» Work required
Restate each of the lines given below, word for word.

Entries taken from a collection
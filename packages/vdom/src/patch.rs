use crate::flatten::flatten_children;
use crate::node::{clean_props, VNode};
use serde::ser::{SerializeSeq, Serializer};
use serde::Serialize;

/// One patch instruction
///
/// `path` holds the flattened child indices from the root down to the
/// addressed slot. `Move` addresses the parent and carries the positions
/// within it.
#[derive(Debug, Clone, PartialEq)]
pub enum Action {
    Set {
        path: Vec<usize>,
        key: String,
        value: String,
    },
    Unset {
        path: Vec<usize>,
        key: String,
    },
    Insert {
        path: Vec<usize>,
        node: VNode,
    },
    Remove {
        path: Vec<usize>,
    },
    Replace {
        path: Vec<usize>,
        node: VNode,
    },
    Move {
        path: Vec<usize>,
        from: usize,
        to: usize,
    },
    Focus {
        path: Vec<usize>,
    },
    PushUrl(String),
    ReplaceUrl(String),
    SetCookie {
        key: String,
        value: String,
    },
    UnsetCookie(String),
}

impl Action {
    pub fn name(&self) -> &'static str {
        match self {
            Action::Set { .. } => "set",
            Action::Unset { .. } => "unset",
            Action::Insert { .. } => "insert",
            Action::Remove { .. } => "remove",
            Action::Replace { .. } => "replace",
            Action::Move { .. } => "move",
            Action::Focus { .. } => "focus",
            Action::PushUrl(_) => "push_url",
            Action::ReplaceUrl(_) => "replace_url",
            Action::SetCookie { .. } => "set_cookie",
            Action::UnsetCookie(_) => "unset_cookie",
        }
    }

    pub fn path(&self) -> Option<&[usize]> {
        match self {
            Action::Set { path, .. }
            | Action::Unset { path, .. }
            | Action::Insert { path, .. }
            | Action::Remove { path }
            | Action::Replace { path, .. }
            | Action::Move { path, .. }
            | Action::Focus { path } => Some(path),
            _ => None,
        }
    }

    pub fn is_move(&self) -> bool {
        matches!(self, Action::Move { .. })
    }
}

impl Serialize for Action {
    fn serialize<S: Serializer>(&self, serializer: S) -> Result<S::Ok, S::Error> {
        let mut seq = serializer.serialize_seq(None)?;
        seq.serialize_element(self.name())?;

        if let Some(path) = self.path() {
            for index in path {
                seq.serialize_element(index)?;
            }
        }

        match self {
            Action::Set { key, value, .. } => {
                seq.serialize_element(key)?;
                seq.serialize_element(value)?;
            }
            Action::Unset { key, .. } => seq.serialize_element(key)?,
            Action::Insert { node, .. } | Action::Replace { node, .. } => {
                seq.serialize_element(&WireNode(node))?;
            }
            Action::Move { from, to, .. } => {
                seq.serialize_element(from)?;
                seq.serialize_element(to)?;
            }
            Action::Remove { .. } | Action::Focus { .. } => {}
            Action::PushUrl(url) | Action::ReplaceUrl(url) => seq.serialize_element(url)?,
            Action::SetCookie { key, value } => {
                seq.serialize_element(key)?;
                seq.serialize_element(value)?;
            }
            Action::UnsetCookie(key) => seq.serialize_element(key)?,
        }

        seq.end()
    }
}

/// Wire form of a node: a string for text, `[tag, props, ...children]` otherwise
pub struct WireNode<'a>(pub &'a VNode);

impl Serialize for WireNode<'_> {
    fn serialize<S: Serializer>(&self, serializer: S) -> Result<S::Ok, S::Error> {
        let element = match self.0 {
            VNode::Text(text) => return serializer.serialize_str(&text.markup()),
            VNode::Element(element) => element,
        };

        let children = flatten_children(element);
        let mut seq = serializer.serialize_seq(Some(children.len() + 2))?;
        seq.serialize_element(element.tag.as_deref().unwrap_or(""))?;
        seq.serialize_element(&clean_props(&element.props))?;
        for child in &children.nodes {
            seq.serialize_element(&WireNode(child))?;
        }
        seq.end()
    }
}

/// Compact JSON array of actions
pub fn to_wire(actions: &[Action]) -> serde_json::Result<String> {
    serde_json::to_string(actions)
}

#[cfg(test)]
mod tests {
    use super::*;
    use crate::node::{EventHandler, Opaque};
    use serde_json::json;

    #[test]
    fn test_action_tuples() {
        let actions = vec![
            Action::Set {
                path: vec![0, 2],
                key: "class".into(),
                value: "on".into(),
            },
            Action::Unset {
                path: vec![1],
                key: "hidden".into(),
            },
            Action::Remove { path: vec![0, 3] },
            Action::Move {
                path: vec![0],
                from: 2,
                to: 0,
            },
            Action::Focus { path: vec![0, 1] },
            Action::PushUrl("/next".into()),
            Action::SetCookie {
                key: "k".into(),
                value: "v".into(),
            },
            Action::UnsetCookie("k".into()),
        ];

        let wire: serde_json::Value = serde_json::from_str(&to_wire(&actions).unwrap()).unwrap();
        assert_eq!(
            wire,
            json!([
                ["set", 0, 2, "class", "on"],
                ["unset", 1, "hidden"],
                ["remove", 0, 3],
                ["move", 0, 2, 0],
                ["focus", 0, 1],
                ["push_url", "/next"],
                ["set_cookie", "k", "v"],
                ["unset_cookie", "k"],
            ])
        );
    }

    #[test]
    fn test_node_wire_form() {
        let node = VNode::element("button")
            .with_prop("onclick", EventHandler::new(Opaque::new(())))
            .with_prop("disabled", false)
            .with_child("a < ")
            .with_child(VNode::fragment().with_child("b"))
            .with_child(VNode::element("br"));

        let action = Action::Insert {
            path: vec![0, 1],
            node,
        };
        assert_eq!(
            serde_json::to_value(&action).unwrap(),
            json!([
                "insert", 0, 1,
                ["button", {"onclick": "call(event, false, false)"}, "a &lt; b", ["br", {}]]
            ])
        );
    }
}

» Exercise response
filename packages/vdom/src/patch.rs
use crate::flatten::flatten_children;
use crate::node::{clean_props, VNode};
use serde::ser::{SerializeSeq, Serializer};
use serde::Serialize;

/// One patch instruction
///
/// `path` holds the flattened child indices from the root down to the
/// addressed slot. `Move` addresses the parent and carries the positions
/// within it.
#[derive(Debug, Clone, PartialEq)]
pub enum Action {
    Set {
        path: Vec<usize>,
        key: String,
        value: String,
    },
    Unset {
        path: Vec<usize>,
        key: String,
    },
    Insert {
        path: Vec<usize>,
        node: VNode,
    },
    Remove {
        path: Vec<usize>,
    },
    Replace {
        path: Vec<usize>,
        node: VNode,
    },
    Move {
        path: Vec<usize>,
        from: usize,
        to: usize,
    },
    Focus {
        path: Vec<usize>,
    },
    PushUrl(String),
    ReplaceUrl(String),
    SetCookie {
        key: String,
        value: String,
    },
    UnsetCookie(String),
}

impl Action {
    pub fn name(&self) -> &'static str {
        match self {
            Action::Set { .. } => "set",
            Action::Unset { .. } => "unset",
            Action::Insert { .. } => "insert",
            Action::Remove { .. } => "remove",
            Action::Replace { .. } => "replace",
            Action::Move { .. } => "move",
            Action::Focus { .. } => "focus",
            Action::PushUrl(_) => "push_url",
            Action::ReplaceUrl(_) => "replace_url",
            Action::SetCookie { .. } => "set_cookie",
            Action::UnsetCookie(_) => "unset_cookie",
        }
    }

    pub fn path(&self) -> Option<&[usize]> {
        match self {
            Action::Set { path, .. }
            | Action::Unset { path, .. }
            | Action::Insert { path, .. }
            | Action::Remove { path }
            | Action::Replace { path, .. }
            | Action::Move { path, .. }
            | Action::Focus { path } => Some(path),
            _ => None,
        }
    }

    pub fn is_move(&self) -> bool {
        matches!(self, Action::Move { .. })
    }
}

impl Serialize for Action {
    fn serialize<S: Serializer>(&self, serializer: S) -> Result<S::Ok, S::Error> {
        let mut seq = serializer.serialize_seq(None)?;
        seq.serialize_element(self.name())?;

        if let Some(path) = self.path() {
            for index in path {
                seq.serialize_element(index)?;
            }
        }

        match self {
            Action::Set { key, value, .. } => {
                seq.serialize_element(key)?;
                seq.serialize_element(value)?;
            }
            Action::Unset { key, .. } => seq.serialize_element(key)?,
            Action::Insert { node, .. } | Action::Replace { node, .. } => {
                seq.serialize_element(&WireNode(node))?;
            }
            Action::Move { from, to, .. } => {
                seq.serialize_element(from)?;
                seq.serialize_element(to)?;
            }
            Action::Remove { .. } | Action::Focus { .. } => {}
            Action::PushUrl(url) | Action::ReplaceUrl(url) => seq.serialize_element(url)?,
            Action::SetCookie { key, value } => {
                seq.serialize_element(key)?;
                seq.serialize_element(value)?;
            }
            Action::UnsetCookie(key) => seq.serialize_element(key)?,
        }

        seq.end()
    }
}

/// Wire form of a node: a string for text, `[tag, props, ...children]` otherwise
pub struct WireNode<'a>(pub &'a VNode);

impl Serialize for WireNode<'_> {
    fn serialize<S: Serializer>(&self, serializer: S) -> Result<S::Ok, S::Error> {
        let element = match self.0 {
            VNode::Text(text) => return serializer.serialize_str(&text.markup()),
            VNode::Element(element) => element,
        };

        let children = flatten_children(element);
        let mut seq = serializer.serialize_seq(Some(children.len() + 2))?;
        seq.serialize_element(element.tag.as_deref().unwrap_or(""))?;
        seq.serialize_element(&clean_props(&element.props))?;
        for child in &children.nodes {
            seq.serialize_element(&WireNode(child))?;
        }
        seq.end()
    }
}

/// Compact JSON array of actions
pub fn to_wire(actions: &[Action]) -> serde_json::Result<String> {
    serde_json::to_string(actions)
}

#[cfg(test)]
mod tests {
    use super::*;
    use crate::node::{EventHandler, Opaque};
    use serde_json::json;

    #[test]
    fn test_action_tuples() {
        let actions = vec![
            Action::Set {
                path: vec![0, 2],
                key: "class".into(),
                value: "on".into(),
            },
            Action::Unset {
                path: vec![1],
                key: "hidden".into(),
            },
            Action::Remove { path: vec![0, 3] },
            Action::Move {
                path: vec![0],
                from: 2,
                to: 0,
            },
            Action::Focus { path: vec![0, 1] },
            Action::PushUrl("/next".into()),
            Action::SetCookie {
                key: "k".into(),
                value: "v".into(),
            },
            Action::UnsetCookie("k".into()),
        ];

        let wire: serde_json::Value = serde_json::from_str(&to_wire(&actions).unwrap()).unwrap();
        assert_eq!(
            wire,
            json!([
                ["set", 0, 2, "class", "on"],
                ["unset", 1, "hidden"],
                ["remove", 0, 3],
                ["move", 0, 2, 0],
                ["focus", 0, 1],
                ["push_url", "/next"],
                ["set_cookie", "k", "v"],
                ["unset_cookie", "k"],
            ])
        );
    }

    #[test]
    fn test_node_wire_form() {
        let node = VNode::element("button")
            .with_prop("onclick", EventHandler::new(Opaque::new(())))
            .with_prop("disabled", false)
            .with_child("a < ")
            .with_child(VNode::fragment().with_child("b"))
            .with_child(VNode::element("br"));

        let action = Action::Insert {
            path: vec![0, 1],
            node,
        };
        assert_eq!(
            serde_json::to_value(&action).unwrap(),
            json!([
                "insert", 0, 1,
                ["button", {"onclick": "call(event, false, false)"}, "a &lt; b", ["br", {}]]
            ])
        );
    }
}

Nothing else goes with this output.